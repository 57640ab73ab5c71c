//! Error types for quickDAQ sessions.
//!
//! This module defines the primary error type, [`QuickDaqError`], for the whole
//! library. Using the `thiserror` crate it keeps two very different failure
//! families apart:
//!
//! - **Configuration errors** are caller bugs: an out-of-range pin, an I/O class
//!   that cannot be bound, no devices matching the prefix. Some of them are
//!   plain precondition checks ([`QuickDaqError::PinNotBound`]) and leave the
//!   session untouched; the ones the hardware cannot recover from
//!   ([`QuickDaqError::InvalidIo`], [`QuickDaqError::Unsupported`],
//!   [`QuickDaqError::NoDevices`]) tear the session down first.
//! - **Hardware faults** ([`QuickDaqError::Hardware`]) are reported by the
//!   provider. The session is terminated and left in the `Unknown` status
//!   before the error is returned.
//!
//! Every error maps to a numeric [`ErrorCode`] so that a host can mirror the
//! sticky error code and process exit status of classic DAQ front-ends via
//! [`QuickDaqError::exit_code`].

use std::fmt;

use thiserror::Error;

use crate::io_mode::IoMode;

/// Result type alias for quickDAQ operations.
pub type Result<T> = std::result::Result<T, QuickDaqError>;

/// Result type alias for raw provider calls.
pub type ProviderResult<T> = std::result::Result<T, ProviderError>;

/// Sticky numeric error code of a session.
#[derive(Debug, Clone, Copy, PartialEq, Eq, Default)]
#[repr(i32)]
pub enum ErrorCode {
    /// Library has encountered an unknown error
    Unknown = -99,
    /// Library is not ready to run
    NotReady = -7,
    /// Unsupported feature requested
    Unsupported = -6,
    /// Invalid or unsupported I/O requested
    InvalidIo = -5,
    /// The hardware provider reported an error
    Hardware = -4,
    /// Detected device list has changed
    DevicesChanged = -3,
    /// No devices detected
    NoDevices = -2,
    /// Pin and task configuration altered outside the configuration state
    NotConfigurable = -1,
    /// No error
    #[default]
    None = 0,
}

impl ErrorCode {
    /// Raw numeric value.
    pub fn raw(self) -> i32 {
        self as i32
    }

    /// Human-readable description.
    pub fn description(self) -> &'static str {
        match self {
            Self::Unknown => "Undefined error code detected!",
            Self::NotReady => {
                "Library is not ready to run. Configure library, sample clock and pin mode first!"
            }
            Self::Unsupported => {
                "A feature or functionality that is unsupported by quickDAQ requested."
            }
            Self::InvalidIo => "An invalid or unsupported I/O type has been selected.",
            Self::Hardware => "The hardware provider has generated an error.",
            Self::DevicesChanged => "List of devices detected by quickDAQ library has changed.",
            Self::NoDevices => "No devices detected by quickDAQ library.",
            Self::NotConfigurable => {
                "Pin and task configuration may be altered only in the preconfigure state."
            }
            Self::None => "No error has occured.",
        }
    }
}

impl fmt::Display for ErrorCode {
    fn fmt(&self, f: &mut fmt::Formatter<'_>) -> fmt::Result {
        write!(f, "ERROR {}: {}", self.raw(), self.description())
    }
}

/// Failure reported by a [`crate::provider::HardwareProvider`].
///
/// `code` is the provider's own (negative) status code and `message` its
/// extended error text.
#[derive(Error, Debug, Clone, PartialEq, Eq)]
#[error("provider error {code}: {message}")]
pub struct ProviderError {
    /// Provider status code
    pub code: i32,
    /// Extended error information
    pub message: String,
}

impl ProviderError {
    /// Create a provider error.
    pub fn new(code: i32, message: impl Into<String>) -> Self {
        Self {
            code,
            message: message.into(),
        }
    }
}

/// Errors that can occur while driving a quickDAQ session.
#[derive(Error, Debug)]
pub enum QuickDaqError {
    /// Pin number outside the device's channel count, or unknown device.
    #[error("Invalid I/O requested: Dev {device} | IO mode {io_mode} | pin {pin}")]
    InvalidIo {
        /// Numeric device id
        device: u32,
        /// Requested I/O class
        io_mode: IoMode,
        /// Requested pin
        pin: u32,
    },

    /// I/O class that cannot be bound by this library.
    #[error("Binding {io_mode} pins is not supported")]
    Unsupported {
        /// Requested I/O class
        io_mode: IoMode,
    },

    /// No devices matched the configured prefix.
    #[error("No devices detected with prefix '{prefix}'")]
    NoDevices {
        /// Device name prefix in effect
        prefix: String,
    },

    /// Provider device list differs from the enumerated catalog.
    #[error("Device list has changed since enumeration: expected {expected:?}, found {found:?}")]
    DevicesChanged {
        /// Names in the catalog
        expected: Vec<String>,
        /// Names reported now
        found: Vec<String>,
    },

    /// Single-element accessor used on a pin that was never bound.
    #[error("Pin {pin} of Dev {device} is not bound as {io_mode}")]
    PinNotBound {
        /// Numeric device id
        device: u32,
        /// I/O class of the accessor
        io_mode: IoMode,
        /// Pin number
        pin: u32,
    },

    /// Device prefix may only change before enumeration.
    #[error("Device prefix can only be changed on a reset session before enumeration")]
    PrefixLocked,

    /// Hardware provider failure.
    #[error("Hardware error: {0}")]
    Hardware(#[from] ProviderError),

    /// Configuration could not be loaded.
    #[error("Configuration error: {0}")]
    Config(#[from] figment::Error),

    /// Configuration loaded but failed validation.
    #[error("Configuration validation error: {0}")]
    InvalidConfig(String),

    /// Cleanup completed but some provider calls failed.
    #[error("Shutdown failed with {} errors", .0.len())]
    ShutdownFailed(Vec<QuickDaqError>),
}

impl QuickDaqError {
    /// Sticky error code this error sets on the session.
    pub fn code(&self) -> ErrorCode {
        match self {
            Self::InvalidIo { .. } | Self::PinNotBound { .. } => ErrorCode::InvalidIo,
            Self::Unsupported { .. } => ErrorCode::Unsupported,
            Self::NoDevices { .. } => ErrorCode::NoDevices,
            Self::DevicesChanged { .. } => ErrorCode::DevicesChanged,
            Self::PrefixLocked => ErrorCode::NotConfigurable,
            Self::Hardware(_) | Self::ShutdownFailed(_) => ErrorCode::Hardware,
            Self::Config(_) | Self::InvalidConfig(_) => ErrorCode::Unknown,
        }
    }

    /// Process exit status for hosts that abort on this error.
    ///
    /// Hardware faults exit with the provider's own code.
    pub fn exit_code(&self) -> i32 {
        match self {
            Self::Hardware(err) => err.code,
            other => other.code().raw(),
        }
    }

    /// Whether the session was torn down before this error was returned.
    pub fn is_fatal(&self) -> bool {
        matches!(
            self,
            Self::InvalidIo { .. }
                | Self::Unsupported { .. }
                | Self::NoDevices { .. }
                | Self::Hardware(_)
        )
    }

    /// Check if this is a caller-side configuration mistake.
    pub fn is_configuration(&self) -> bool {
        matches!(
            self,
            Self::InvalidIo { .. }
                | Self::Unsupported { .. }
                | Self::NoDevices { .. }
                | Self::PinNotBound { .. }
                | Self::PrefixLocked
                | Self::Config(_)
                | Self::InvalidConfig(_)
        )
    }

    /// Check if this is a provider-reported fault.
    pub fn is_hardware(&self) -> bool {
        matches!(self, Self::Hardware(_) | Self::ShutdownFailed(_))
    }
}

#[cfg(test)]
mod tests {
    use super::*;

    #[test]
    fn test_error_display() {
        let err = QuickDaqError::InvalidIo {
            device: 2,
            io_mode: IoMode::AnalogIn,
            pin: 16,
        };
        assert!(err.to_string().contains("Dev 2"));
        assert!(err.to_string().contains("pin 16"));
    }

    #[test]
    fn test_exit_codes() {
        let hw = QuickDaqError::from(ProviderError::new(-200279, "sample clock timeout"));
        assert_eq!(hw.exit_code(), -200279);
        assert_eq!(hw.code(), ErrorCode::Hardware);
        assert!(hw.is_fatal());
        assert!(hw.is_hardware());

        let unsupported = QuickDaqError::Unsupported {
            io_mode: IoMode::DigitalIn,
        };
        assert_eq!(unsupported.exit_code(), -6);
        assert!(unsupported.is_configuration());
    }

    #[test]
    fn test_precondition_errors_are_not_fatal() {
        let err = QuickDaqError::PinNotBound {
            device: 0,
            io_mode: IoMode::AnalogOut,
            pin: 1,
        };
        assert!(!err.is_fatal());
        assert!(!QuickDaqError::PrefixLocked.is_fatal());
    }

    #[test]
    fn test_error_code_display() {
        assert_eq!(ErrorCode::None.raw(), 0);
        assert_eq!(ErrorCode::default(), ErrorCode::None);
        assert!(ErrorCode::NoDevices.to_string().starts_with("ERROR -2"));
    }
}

▶ What is expected:
Whenever the word "None" occurs in a line of the listing above, return that line.

▶ Answer:
    None = 0,
            Self::None => "No error has occured.",
        assert_eq!(ErrorCode::None.raw(), 0);
        assert_eq!(ErrorCode::default(), ErrorCode::None);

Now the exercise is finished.